I was also evaluated by a gynecologist/pain specialist with a neuropelveology background.

He diagnosed me right away with May Turner syndrome, Nut Cracker Syndrome and Dunbar syndrome. However me and a few other patients have doubts about the validity of these diagnosis as they were done rather quickly and based more on static images than the normal tests required.

However, he proposed that vascular abnormalities such as pelvic venous congestion could secondarily irritate the pudendal nerve and potentially autonomic pelvic nerves, resulting in a secondary pudendal neuropathy.

He also discussed that anatomical or biomechanical factors such as pelvic posture (including scoliosis and hyperlordosis) may influence venous compression dynamics in the pelvic/iliac region, although this remains a theoretical contribution rather than a definitive cause.

In addition, therapeutic and diagnostic options were discussed, including:

  • Diagnostic laparoscopy to directly visualize pelvic veins (varices) and surrounding structures
  • During such a procedure, potential decompression or neurolysis (nerve release) was discussed as a possible combined approach in selected cases, if clinically indicated and desired
  • Possible decompressive surgical approaches in selected vascular compression syndromes (e.g. ligament release procedures in relevant anatomical entrapments)
  • Physiotherapy focusing on posture, core stability, and lumbar-pelvic mechanics
  • PF PT wasn't dismissed, but not the priority in comparison to normal PT
  • Trial of antiplatelet/anticoagulant medication (e.g. ASS or stronger agents depending on clinical evaluation)

He was very honest and said that a complete remission of symptoms was unlikely, though he was confident that he could improve my quality of life with these symptoms.

My Current Working Hypothesis

My current evidence-based interpretation is:

  1. Objective pelvic venous reflux and pudendal varicosities are present.
  2. These vascular abnormalities may create chronic congestion and pressure in the pelvis.
  3. This may secondarily irritate the pudendal nerve and/or autonomic pelvic nerves and cause neuropathy.
  4. The resulting neural sensitization and pelvic floor dysfunction may contribute to Hard Flaccid Syndrome and chronic pelvic pain.

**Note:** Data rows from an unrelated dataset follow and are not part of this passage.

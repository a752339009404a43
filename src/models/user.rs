// src/models/user.rs

use chrono::{DateTime, Utc};
use serde::{Deserialize, Serialize};
use validator::Validate;

use super::validate_url_string;

/// A registered account.
#[derive(Debug, Clone, Serialize, Deserialize)]
#[serde(rename_all = "camelCase")]
pub struct User {
    pub id: i64,

    /// Unique username.
    pub username: String,

    /// Unique login email.
    pub email: String,

    /// Argon2 password hash.
    /// Skipped during serialization to prevent leaking sensitive data.
    #[serde(skip)]
    pub password: String,

    pub avatar: Option<String>,
    pub bio: Option<String>,
    pub created_at: DateTime<Utc>,
}

/// Public view of a user, as served by `GET /api/users/{id}`.
#[derive(Debug, Serialize)]
#[serde(rename_all = "camelCase")]
pub struct UserProfile {
    pub id: i64,
    pub username: String,
    pub avatar: Option<String>,
    pub bio: Option<String>,
    pub created_at: DateTime<Utc>,
}

impl From<&User> for UserProfile {
    fn from(user: &User) -> Self {
        Self {
            id: user.id,
            username: user.username.clone(),
            avatar: user.avatar.clone(),
            bio: user.bio.clone(),
            created_at: user.created_at,
        }
    }
}

/// DTO for creating a new user (Registration).
#[derive(Debug, Deserialize, Validate)]
pub struct CreateUserRequest {
    #[validate(length(
        min = 3,
        max = 50,
        message = "Username length must be between 3 and 50 characters."
    ))]
    pub username: String,
    #[validate(email(message = "Please provide a valid email"))]
    pub email: String,
    #[validate(length(
        min = 6,
        max = 128,
        message = "Password length must be between 6 and 128 characters."
    ))]
    pub password: String,
}

/// DTO for user login.
#[derive(Debug, Deserialize, Validate)]
pub struct LoginRequest {
    #[validate(length(min = 1, max = 254))]
    pub email: String,
    #[validate(length(min = 1, max = 128))]
    pub password: String,
}

/// DTO for `PUT /api/users/profile`. Absent fields are left untouched.
#[derive(Debug, Deserialize, Validate)]
pub struct UpdateProfileRequest {
    #[validate(length(min = 3, max = 50, message = "Username must be at least 3 characters"))]
    pub username: Option<String>,
    #[validate(length(max = 500, message = "Bio must be less than 500 characters"))]
    pub bio: Option<String>,
    #[validate(custom(function = validate_url_string, message = "Avatar must be a valid URL"))]
    pub avatar: Option<String>,
}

My goal moving forward will be to get more clearance on the compression diagnoses. I will have another appointment with a european specialist in may turner syndrome and hope that his expertise can shed light on which route I should follow when it comes to embolisation, stents and/or laproscopy.

Important Disclaimer

I am not claiming that this is the universal cause of Hard Flaccid Syndrome, nor that these findings definitively explain all of my symptoms.

However, this is the first time in many years that objective structural abnormalities have been identified and closely correlated with symptom reproduction during invasive testing.

I am sharing this in case others with Hard Flaccid Syndrome, chronic pelvic pain, penile numbness, perineal spasms, or unexplained genital symptoms may have an overlooked vascular component that has not yet been investigated.